TASK DETAILS:
Where the data below has the string "Commands", return the whole line.

================

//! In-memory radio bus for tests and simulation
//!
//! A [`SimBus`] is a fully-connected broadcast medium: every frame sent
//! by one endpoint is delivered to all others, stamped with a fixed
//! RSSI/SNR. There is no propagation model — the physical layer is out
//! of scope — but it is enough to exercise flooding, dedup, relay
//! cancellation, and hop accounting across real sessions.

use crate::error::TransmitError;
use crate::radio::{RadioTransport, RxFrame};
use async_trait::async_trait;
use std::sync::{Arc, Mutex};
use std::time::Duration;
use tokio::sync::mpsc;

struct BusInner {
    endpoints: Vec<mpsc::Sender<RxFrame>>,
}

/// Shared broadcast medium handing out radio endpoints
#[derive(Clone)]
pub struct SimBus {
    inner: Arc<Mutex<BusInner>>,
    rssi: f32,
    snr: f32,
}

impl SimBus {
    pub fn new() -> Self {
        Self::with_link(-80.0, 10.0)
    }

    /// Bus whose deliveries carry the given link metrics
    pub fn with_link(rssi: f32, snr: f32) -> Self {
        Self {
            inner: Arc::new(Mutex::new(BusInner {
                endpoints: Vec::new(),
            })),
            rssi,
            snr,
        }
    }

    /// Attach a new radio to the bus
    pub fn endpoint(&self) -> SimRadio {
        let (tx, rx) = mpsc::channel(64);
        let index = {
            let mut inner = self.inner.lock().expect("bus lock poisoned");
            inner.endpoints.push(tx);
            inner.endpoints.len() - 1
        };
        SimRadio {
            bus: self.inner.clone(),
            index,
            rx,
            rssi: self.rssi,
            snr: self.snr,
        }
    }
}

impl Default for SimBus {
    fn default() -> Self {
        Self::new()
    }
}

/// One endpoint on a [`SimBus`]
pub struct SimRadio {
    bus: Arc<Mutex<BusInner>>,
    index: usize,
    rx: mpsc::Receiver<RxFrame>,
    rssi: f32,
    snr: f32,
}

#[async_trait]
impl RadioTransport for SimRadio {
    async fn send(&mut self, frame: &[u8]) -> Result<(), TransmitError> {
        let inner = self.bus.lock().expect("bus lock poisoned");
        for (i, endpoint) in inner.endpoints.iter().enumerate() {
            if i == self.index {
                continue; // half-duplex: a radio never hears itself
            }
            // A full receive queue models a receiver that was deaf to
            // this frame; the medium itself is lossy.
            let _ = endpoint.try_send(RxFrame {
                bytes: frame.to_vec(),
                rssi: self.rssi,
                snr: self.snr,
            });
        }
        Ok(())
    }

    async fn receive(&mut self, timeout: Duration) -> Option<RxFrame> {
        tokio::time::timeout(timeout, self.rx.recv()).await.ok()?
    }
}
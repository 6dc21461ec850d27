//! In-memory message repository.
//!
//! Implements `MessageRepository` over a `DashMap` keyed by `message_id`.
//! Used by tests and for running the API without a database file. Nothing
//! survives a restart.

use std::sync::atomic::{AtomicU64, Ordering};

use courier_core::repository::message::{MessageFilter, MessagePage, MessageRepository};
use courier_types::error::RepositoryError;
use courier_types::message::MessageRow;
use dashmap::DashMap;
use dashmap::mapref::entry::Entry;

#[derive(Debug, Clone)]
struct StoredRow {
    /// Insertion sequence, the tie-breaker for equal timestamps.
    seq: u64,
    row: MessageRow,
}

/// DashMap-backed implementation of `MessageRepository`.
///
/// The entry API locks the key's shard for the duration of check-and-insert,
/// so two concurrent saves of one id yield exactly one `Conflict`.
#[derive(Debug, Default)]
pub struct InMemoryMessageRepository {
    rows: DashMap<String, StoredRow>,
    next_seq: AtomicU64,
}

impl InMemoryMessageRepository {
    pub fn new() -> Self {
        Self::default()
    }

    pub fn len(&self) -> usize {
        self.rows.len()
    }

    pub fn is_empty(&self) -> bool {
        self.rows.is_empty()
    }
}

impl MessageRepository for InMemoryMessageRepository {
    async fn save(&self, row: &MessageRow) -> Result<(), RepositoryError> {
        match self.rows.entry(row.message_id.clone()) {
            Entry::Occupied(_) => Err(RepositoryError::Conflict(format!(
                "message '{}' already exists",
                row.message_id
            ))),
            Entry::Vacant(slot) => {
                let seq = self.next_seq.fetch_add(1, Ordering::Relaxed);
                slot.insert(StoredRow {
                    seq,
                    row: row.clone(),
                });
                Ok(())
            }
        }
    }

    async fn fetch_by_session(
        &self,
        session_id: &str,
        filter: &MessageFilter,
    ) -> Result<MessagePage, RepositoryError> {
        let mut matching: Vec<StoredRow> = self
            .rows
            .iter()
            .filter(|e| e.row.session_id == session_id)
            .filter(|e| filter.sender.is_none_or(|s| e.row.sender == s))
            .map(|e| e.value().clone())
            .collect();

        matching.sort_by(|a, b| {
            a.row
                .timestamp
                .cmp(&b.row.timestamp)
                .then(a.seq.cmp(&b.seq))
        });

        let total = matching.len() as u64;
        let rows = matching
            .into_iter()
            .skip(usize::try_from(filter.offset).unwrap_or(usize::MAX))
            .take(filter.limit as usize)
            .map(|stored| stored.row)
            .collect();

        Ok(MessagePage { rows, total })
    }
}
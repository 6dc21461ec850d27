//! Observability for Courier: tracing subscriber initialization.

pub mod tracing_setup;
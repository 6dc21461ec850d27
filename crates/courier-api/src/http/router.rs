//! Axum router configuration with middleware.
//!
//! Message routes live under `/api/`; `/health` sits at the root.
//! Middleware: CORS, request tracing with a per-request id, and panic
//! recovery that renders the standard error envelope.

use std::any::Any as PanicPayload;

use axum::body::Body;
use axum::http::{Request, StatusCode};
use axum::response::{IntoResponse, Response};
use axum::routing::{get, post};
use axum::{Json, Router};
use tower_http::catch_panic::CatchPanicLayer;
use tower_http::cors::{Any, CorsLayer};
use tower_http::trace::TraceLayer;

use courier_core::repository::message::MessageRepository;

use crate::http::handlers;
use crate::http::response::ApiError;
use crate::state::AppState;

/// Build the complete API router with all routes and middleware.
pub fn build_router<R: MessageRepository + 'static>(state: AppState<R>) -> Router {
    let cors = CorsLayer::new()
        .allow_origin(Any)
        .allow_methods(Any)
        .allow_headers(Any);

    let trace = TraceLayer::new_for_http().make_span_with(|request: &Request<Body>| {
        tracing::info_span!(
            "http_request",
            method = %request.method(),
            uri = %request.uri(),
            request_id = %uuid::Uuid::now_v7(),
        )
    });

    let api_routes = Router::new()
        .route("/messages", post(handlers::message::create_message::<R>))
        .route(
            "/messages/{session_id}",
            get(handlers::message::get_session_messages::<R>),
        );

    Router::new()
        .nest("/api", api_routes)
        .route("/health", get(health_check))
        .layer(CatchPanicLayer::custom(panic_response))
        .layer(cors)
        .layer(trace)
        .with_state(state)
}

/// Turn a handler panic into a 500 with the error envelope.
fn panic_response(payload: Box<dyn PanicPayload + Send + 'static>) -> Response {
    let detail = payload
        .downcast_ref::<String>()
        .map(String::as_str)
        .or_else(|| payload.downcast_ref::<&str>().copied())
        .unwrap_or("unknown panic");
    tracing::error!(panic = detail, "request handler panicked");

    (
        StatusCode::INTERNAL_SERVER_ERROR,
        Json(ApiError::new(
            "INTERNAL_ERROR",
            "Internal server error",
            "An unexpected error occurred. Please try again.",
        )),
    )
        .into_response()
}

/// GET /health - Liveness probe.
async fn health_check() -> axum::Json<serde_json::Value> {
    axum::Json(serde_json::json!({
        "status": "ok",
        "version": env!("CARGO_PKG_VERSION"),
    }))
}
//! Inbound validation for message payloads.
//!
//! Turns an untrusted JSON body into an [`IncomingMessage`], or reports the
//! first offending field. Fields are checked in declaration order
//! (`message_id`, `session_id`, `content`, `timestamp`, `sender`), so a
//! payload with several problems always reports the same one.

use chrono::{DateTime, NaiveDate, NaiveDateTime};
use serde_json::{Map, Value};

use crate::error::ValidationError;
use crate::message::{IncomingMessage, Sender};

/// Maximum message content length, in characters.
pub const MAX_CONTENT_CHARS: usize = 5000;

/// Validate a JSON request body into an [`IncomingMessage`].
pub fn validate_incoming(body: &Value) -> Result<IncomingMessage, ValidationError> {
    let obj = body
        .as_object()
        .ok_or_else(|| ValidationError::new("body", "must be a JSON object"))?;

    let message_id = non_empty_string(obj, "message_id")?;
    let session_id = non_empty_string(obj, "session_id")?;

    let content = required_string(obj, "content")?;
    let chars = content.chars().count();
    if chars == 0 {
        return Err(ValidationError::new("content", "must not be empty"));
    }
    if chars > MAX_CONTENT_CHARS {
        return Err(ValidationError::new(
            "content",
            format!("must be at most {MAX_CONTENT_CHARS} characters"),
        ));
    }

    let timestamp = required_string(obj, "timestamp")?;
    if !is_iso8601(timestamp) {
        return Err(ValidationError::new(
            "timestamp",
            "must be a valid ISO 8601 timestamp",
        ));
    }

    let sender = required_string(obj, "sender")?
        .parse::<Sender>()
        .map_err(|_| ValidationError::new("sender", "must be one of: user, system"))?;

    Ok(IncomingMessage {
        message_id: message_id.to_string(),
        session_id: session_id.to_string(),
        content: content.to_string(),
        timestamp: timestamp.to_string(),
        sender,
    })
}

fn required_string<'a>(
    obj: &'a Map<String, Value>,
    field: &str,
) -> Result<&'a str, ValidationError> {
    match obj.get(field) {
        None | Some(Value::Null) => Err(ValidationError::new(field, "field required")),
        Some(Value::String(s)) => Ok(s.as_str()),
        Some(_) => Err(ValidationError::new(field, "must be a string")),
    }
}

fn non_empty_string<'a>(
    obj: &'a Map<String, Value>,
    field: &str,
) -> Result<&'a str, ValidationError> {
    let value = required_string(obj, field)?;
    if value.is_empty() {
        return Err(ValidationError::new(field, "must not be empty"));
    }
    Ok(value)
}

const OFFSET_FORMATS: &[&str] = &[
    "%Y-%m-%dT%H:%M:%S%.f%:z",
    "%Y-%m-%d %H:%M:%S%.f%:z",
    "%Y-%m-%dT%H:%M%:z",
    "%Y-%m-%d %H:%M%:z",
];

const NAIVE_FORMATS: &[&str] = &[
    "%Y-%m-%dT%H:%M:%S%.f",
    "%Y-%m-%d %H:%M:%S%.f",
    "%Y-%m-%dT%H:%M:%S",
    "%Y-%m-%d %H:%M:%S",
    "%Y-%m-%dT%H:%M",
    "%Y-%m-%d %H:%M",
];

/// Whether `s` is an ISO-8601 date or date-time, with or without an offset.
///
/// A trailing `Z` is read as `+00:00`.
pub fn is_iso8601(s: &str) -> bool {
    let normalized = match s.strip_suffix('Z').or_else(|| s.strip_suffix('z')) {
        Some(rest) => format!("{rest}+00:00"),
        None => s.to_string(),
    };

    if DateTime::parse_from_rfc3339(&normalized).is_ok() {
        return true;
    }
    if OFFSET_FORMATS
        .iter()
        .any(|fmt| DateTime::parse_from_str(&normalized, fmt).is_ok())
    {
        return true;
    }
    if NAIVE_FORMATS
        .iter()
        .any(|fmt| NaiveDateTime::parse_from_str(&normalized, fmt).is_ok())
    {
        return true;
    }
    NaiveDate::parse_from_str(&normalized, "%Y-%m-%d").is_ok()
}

================

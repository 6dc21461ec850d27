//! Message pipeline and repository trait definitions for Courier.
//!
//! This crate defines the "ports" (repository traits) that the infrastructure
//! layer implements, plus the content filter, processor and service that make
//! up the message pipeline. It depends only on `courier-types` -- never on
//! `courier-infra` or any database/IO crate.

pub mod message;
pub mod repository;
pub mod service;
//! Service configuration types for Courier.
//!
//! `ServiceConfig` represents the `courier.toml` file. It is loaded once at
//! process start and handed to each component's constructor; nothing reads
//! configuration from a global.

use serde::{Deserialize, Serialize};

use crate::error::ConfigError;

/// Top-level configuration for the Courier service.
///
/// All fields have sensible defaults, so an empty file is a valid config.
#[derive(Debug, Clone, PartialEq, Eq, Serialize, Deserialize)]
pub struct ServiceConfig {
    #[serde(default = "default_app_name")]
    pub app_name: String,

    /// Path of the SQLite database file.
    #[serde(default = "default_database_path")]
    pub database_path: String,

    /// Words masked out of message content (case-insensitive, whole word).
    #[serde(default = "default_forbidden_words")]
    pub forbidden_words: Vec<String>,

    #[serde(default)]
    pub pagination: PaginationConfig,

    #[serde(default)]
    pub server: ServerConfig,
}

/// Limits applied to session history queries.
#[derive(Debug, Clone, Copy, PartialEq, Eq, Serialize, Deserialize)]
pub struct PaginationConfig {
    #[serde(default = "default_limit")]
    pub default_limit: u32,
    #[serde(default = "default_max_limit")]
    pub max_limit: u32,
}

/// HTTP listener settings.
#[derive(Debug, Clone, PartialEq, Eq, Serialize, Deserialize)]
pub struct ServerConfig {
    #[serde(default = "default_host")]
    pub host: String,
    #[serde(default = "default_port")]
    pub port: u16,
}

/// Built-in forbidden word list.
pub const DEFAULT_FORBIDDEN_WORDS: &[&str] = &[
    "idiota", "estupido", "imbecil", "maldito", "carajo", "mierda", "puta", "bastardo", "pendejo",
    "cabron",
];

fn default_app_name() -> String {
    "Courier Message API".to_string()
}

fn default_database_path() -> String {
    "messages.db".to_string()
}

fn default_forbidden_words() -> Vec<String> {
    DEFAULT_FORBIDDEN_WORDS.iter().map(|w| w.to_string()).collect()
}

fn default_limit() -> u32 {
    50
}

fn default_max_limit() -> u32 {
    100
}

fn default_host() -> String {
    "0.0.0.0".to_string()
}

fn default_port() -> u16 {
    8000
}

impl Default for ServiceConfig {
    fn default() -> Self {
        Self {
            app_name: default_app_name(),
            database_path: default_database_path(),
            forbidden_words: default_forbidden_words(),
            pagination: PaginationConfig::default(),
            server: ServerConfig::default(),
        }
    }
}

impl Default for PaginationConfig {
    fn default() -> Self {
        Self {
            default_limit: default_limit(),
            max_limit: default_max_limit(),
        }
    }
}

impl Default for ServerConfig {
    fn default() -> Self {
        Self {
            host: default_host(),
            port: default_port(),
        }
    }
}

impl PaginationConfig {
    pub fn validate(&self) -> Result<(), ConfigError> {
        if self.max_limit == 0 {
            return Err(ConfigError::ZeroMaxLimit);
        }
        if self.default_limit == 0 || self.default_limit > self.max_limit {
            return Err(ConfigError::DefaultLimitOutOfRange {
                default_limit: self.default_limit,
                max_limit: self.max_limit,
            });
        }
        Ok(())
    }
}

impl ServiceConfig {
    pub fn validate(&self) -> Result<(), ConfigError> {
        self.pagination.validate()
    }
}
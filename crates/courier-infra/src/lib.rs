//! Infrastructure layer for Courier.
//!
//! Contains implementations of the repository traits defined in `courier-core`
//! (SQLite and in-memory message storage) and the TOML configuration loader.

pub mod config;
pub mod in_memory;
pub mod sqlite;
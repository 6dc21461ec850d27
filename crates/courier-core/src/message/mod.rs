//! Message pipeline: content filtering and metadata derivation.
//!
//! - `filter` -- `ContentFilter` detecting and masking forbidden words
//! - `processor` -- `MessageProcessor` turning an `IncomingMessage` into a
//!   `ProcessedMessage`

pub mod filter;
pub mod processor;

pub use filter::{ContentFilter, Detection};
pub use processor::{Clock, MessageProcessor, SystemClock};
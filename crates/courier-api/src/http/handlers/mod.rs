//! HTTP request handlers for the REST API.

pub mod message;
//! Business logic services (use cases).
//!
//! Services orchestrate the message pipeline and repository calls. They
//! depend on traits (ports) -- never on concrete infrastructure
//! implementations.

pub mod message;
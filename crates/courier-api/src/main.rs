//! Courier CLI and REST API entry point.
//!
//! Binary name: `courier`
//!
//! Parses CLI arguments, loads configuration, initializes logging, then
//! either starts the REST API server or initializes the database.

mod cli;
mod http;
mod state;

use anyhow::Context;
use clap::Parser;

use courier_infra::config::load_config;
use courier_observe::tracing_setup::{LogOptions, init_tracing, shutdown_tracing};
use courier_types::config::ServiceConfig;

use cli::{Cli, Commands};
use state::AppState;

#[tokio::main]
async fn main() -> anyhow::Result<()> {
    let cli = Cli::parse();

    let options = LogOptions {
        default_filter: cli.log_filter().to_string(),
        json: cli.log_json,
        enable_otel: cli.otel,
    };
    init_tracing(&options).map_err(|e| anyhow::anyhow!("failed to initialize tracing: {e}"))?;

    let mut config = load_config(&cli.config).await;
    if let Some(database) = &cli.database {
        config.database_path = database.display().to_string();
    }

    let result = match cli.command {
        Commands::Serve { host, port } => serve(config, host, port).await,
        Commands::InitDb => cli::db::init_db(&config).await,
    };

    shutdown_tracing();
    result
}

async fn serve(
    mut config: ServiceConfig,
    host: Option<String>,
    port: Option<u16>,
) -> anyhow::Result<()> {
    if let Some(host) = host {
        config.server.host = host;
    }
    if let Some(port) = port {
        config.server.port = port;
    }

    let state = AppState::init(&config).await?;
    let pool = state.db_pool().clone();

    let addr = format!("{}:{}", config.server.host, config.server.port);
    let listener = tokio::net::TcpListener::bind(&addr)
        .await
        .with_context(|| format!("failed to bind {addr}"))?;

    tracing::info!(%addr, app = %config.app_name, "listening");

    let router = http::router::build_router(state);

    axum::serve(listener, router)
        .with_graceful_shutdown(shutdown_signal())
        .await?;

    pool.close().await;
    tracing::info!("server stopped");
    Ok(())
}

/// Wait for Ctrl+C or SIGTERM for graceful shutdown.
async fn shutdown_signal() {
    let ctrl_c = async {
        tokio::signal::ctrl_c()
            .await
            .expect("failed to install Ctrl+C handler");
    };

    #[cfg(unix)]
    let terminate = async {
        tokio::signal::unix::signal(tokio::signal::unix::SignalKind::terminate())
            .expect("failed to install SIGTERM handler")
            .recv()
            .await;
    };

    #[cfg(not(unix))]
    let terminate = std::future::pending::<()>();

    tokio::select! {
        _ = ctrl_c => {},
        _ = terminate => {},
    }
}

================

EXERCISE RESPONSE:
use cli::{Cli, Commands};
        Commands::Serve { host, port } => serve(config, host, port).await,
        Commands::InitDb => cli::db::init_db(&config).await,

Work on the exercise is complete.